◆ Task objective: Stop after the line with "Sender that writes"; until then, please copy every line of the records word for word from the first.

◆ Data supplied:
--- START ---
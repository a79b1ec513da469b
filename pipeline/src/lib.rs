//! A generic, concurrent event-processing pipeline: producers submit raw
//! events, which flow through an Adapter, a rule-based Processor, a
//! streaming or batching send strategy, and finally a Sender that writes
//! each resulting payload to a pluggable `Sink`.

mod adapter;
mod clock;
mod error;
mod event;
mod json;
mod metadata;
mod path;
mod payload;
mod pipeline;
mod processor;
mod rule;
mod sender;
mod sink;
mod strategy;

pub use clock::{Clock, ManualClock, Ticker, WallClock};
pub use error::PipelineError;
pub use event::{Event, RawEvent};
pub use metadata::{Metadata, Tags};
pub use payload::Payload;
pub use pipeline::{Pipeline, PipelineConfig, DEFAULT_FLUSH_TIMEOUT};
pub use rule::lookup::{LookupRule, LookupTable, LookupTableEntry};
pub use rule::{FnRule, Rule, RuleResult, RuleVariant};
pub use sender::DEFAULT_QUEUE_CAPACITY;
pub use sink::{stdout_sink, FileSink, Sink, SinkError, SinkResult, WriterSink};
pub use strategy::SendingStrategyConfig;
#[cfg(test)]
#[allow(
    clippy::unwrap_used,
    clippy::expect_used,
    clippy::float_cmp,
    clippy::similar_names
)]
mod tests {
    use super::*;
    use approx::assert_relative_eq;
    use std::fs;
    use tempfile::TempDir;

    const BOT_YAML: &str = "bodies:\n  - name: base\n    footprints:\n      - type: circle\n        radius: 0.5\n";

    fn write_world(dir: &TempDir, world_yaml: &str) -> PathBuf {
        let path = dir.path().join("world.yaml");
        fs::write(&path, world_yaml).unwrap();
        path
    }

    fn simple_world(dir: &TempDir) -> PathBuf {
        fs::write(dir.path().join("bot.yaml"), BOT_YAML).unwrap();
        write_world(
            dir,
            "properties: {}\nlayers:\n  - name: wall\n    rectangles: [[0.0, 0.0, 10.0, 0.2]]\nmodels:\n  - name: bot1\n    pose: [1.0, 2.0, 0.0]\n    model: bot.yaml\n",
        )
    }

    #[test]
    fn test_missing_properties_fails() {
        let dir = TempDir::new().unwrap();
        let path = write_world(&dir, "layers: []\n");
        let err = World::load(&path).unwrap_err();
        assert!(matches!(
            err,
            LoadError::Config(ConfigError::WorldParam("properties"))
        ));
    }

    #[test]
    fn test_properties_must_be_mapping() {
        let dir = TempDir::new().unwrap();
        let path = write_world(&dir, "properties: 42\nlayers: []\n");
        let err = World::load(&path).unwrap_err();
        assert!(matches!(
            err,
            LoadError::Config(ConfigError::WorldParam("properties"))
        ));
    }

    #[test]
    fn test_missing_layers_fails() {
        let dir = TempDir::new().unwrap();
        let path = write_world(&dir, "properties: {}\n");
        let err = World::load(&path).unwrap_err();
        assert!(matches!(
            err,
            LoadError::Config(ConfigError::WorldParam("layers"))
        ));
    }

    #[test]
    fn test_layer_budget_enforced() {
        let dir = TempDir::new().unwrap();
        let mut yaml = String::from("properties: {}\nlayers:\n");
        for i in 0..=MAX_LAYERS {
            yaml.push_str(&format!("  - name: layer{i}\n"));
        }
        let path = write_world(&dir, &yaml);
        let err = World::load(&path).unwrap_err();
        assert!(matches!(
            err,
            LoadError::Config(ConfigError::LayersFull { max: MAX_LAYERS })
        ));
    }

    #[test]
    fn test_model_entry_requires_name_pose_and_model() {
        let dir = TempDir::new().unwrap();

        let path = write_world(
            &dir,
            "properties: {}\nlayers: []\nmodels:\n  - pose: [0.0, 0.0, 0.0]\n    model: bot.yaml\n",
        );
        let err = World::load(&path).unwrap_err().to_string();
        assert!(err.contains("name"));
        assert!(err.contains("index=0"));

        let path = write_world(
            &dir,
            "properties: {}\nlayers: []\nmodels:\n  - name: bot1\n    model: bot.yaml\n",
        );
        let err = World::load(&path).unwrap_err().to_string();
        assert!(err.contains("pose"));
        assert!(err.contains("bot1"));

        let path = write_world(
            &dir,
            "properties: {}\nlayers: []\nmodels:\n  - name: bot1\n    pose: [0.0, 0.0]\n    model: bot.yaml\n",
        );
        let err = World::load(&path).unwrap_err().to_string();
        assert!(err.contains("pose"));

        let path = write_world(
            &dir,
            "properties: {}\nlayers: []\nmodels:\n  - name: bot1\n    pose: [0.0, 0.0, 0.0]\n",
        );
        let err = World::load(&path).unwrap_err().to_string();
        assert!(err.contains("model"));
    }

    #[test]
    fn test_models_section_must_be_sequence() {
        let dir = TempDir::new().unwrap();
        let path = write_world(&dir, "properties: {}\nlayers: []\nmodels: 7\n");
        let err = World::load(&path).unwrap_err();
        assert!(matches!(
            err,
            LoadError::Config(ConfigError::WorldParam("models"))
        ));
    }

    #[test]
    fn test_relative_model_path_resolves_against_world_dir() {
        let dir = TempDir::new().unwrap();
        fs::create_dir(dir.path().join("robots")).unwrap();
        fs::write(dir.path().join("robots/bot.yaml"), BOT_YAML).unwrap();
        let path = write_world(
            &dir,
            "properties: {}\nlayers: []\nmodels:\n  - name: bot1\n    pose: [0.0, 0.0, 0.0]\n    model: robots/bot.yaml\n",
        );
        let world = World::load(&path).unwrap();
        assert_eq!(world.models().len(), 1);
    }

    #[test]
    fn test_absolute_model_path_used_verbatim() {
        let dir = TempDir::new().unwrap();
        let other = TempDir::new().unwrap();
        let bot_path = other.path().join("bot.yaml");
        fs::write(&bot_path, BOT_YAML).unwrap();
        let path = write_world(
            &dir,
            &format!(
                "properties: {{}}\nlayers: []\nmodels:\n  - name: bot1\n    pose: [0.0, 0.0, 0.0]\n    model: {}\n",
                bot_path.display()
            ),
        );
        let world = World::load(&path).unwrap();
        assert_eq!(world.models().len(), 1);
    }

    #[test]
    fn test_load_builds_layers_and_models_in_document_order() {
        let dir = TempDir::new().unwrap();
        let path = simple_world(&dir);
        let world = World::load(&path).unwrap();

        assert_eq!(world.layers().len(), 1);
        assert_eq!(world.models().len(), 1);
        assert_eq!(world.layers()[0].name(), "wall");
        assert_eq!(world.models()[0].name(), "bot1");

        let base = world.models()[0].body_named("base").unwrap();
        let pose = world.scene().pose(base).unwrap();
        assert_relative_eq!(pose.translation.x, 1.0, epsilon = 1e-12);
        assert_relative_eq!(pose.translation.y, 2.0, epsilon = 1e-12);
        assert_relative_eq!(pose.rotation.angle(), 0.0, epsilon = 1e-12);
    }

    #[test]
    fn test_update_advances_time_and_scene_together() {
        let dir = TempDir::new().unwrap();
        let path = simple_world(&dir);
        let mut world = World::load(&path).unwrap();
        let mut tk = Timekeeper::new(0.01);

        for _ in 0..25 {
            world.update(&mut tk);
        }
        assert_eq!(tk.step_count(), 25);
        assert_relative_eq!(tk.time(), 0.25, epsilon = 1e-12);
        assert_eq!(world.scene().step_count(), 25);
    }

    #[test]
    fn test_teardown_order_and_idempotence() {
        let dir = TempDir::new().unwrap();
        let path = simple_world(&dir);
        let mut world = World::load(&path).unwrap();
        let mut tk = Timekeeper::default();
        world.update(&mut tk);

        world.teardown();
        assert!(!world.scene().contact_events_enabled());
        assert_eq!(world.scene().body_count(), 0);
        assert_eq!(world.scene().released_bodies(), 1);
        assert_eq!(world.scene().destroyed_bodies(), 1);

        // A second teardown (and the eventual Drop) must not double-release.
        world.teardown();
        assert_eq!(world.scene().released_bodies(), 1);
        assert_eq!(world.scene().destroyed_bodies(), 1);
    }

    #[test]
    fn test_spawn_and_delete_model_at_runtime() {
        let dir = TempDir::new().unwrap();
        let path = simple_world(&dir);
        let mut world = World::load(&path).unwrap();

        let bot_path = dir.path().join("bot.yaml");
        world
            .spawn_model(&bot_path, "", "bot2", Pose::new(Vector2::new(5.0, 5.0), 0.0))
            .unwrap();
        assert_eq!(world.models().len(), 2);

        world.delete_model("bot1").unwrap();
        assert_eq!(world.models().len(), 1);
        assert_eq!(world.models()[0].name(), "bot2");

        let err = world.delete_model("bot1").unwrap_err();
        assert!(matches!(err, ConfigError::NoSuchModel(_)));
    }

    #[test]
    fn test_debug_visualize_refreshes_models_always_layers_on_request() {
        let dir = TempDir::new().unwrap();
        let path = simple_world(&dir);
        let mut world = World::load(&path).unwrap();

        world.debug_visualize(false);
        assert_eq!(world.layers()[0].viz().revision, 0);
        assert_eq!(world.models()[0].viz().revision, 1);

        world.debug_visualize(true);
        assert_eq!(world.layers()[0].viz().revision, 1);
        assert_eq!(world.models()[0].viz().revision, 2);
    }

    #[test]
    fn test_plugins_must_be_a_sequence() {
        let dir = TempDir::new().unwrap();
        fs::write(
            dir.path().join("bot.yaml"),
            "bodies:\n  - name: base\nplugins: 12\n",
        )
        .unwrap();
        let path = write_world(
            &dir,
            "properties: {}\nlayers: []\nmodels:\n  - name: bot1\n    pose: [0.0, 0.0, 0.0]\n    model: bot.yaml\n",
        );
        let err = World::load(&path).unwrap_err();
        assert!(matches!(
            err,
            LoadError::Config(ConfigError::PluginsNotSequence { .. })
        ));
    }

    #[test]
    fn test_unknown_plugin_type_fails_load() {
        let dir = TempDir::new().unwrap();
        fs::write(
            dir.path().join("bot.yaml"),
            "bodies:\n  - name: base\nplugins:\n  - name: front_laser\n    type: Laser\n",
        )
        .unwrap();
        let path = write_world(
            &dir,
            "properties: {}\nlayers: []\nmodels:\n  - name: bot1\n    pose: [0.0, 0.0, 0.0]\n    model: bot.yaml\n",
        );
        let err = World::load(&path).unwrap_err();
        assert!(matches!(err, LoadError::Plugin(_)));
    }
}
--- END ---
◆ Answer space:
repository a79b1ec513da469b
filename pipeline/src/lib.rs
//! A generic, concurrent event-processing pipeline: producers submit raw
//! events, which flow through an Adapter, a rule-based Processor, a
//! streaming or batching send strategy, and finally a Sender that writes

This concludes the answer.